> **Exercise brief**
In the data that follows, how many lines include the string "minPasswordLength"? Answer with the number alone.

> **Records for processing**
====================
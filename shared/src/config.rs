// © 2022-2024 Jacob Riddle (ElementalAlchemist)
//
// This Source Code Form is subject to the terms of the Mozilla Public
// License, v. 2.0. If a copy of the MPL was not distributed with this
// file, You can obtain one at https://mozilla.org/MPL/2.0/.

use crate::field::FormKind;
use serde::Deserialize;
use std::error::Error;
use std::fmt;
use std::time::Duration;

pub const DEFAULT_MIN_PASSWORD_LENGTH: usize = 8;
pub const DEFAULT_RESTORE_DELAY_MS: u32 = 3000;
pub const DEFAULT_NOTIFICATION_DURATION_MS: u32 = 5000;
pub const DEFAULT_NOTIFICATION_FADE_MS: u32 = 300;

/// Page-level settings for validation and submission feedback. Every setting is optional when deserializing; missing
/// ones take their default.
#[derive(Clone, Debug, Deserialize, PartialEq)]
#[serde(default, rename_all = "camelCase")]
pub struct FormsConfig {
	pub min_password_length: usize,
	/// How long a submit button stays busy when the page doesn't navigate away
	pub restore_delay_ms: u32,
	pub notification_duration_ms: u32,
	pub notification_fade_ms: u32,
	pub busy_label: String,
	pub login_label: String,
	pub register_label: String,
	/// Notification shown when a submission is blocked. `null` disables it.
	pub submit_failure_message: Option<String>,
	/// Question asked before a dangerous action goes ahead
	pub confirm_message: String,
}

impl Default for FormsConfig {
	fn default() -> Self {
		Self {
			min_password_length: DEFAULT_MIN_PASSWORD_LENGTH,
			restore_delay_ms: DEFAULT_RESTORE_DELAY_MS,
			notification_duration_ms: DEFAULT_NOTIFICATION_DURATION_MS,
			notification_fade_ms: DEFAULT_NOTIFICATION_FADE_MS,
			busy_label: String::from("Processing..."),
			login_label: String::from("Sign In"),
			register_label: String::from("Create Account"),
			submit_failure_message: Some(String::from("Please complete all required fields")),
			confirm_message: String::from("Are you sure you want to perform this action?"),
		}
	}
}

impl FormsConfig {
	/// Parses a JSON configuration document
	pub fn from_json(json: &str) -> Result<Self, ConfigError> {
		Ok(serde_json::from_str(json)?)
	}

	pub fn restore_delay(&self) -> Duration {
		Duration::from_millis(self.restore_delay_ms.into())
	}

	pub fn notification_duration(&self) -> Duration {
		Duration::from_millis(self.notification_duration_ms.into())
	}

	pub fn notification_fade(&self) -> Duration {
		Duration::from_millis(self.notification_fade_ms.into())
	}

	/// The label a submit button falls back to when it had no text of its own
	pub fn label_for(&self, kind: FormKind) -> &str {
		match kind {
			FormKind::Login => &self.login_label,
			FormKind::Register => &self.register_label,
		}
	}
}

#[derive(Debug)]
pub enum ConfigError {
	InvalidJson(serde_json::Error),
}

impl fmt::Display for ConfigError {
	fn fmt(&self, f: &mut fmt::Formatter<'_>) -> fmt::Result {
		match self {
			Self::InvalidJson(error) => write!(f, "could not parse forms configuration: {}", error),
		}
	}
}

impl Error for ConfigError {}

impl From<serde_json::Error> for ConfigError {
	fn from(error: serde_json::Error) -> Self {
		Self::InvalidJson(error)
	}
}

#[cfg(test)]
mod tests {
	use super::*;

	#[test]
	fn empty_document_uses_defaults() {
		let config = FormsConfig::from_json("{}").unwrap();
		assert_eq!(config, FormsConfig::default());
		assert_eq!(config.restore_delay(), Duration::from_millis(3000));
		assert_eq!(config.notification_duration(), Duration::from_millis(5000));
		assert_eq!(config.notification_fade(), Duration::from_millis(300));
	}

	#[test]
	fn partial_document_overrides_named_settings() {
		let config =
			FormsConfig::from_json(r#"{"minPasswordLength": 12, "submitFailureMessage": null, "busyLabel": "Wait"}"#)
				.unwrap();
		assert_eq!(config.min_password_length, 12);
		assert_eq!(config.submit_failure_message, None);
		assert_eq!(config.busy_label, "Wait");
		assert_eq!(config.login_label, "Sign In");
	}

	#[test]
	fn malformed_document_is_an_error() {
		let error = FormsConfig::from_json("{minPasswordLength").unwrap_err();
		assert!(error.to_string().starts_with("could not parse forms configuration"));
	}

	#[test]
	fn labels_follow_form_kind() {
		let config = FormsConfig::default();
		assert_eq!(config.label_for(FormKind::Login), "Sign In");
		assert_eq!(config.label_for(FormKind::Register), "Create Account");
	}
}
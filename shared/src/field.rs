// © 2022-2024 Jacob Riddle (ElementalAlchemist)
//
// This Source Code Form is subject to the terms of the Mozilla Public
// License, v. 2.0. If a copy of the MPL was not distributed with this
// file, You can obtain one at https://mozilla.org/MPL/2.0/.

/// The input types the validator distinguishes between. Everything else is treated as plain text.
#[derive(Clone, Copy, Debug, Eq, PartialEq)]
pub enum InputType {
	Text,
	Email,
	Password,
	Hidden,
	Other,
}

impl InputType {
	/// Interprets the value of an input's `type` attribute. Browsers treat a missing or empty type as text.
	pub fn from_type_attribute(value: &str) -> Self {
		match value.trim().to_ascii_lowercase().as_str() {
			"" | "text" => Self::Text,
			"email" => Self::Email,
			"password" => Self::Password,
			"hidden" => Self::Hidden,
			_ => Self::Other,
		}
	}

	pub fn as_str(&self) -> &'static str {
		match self {
			Self::Text | Self::Other => "text",
			Self::Email => "email",
			Self::Password => "password",
			Self::Hidden => "hidden",
		}
	}
}

/// A read-only view of a form field at the moment it's inspected.
#[derive(Clone, Debug, Eq, PartialEq)]
pub struct FieldSnapshot {
	pub name: String,
	pub input_type: InputType,
	pub required: bool,
	pub value: String,
}

impl FieldSnapshot {
	pub fn new(name: impl Into<String>, input_type: InputType, required: bool, value: impl Into<String>) -> Self {
		Self {
			name: name.into(),
			input_type,
			required,
			value: value.into(),
		}
	}

	/// Whether the field has nothing in it once surrounding whitespace is ignored. A byte order mark counts as
	/// whitespace, as it does for the browser's own trimming.
	pub fn is_blank(&self) -> bool {
		self.value.trim_matches(|c: char| c.is_whitespace() || c == '\u{feff}').is_empty()
	}
}

/// Which of the two authentication forms a submission belongs to
#[derive(Clone, Copy, Debug, Eq, PartialEq)]
pub enum FormKind {
	Login,
	Register,
}

impl FormKind {
	/// Reads the value of the hidden `form_type` field. Only an explicit "login" marks a login form; every other form
	/// (including one without the field) gets registration semantics.
	pub fn from_form_type(form_type: Option<&str>) -> Self {
		match form_type {
			Some("login") => Self::Login,
			_ => Self::Register,
		}
	}
}

pub const SHOW_PASSWORD_LABEL: &str = "👁️";
pub const HIDE_PASSWORD_LABEL: &str = "🙈";

/// Works out what a password visibility toggle does to its input: a password input is revealed as text, anything
/// else is masked again. Returns the new type and the toggle's new label.
pub fn toggle_password_visibility(current: InputType) -> (InputType, &'static str) {
	if current == InputType::Password {
		(InputType::Text, HIDE_PASSWORD_LABEL)
	} else {
		(InputType::Password, SHOW_PASSWORD_LABEL)
	}
}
====================
> **Response**
2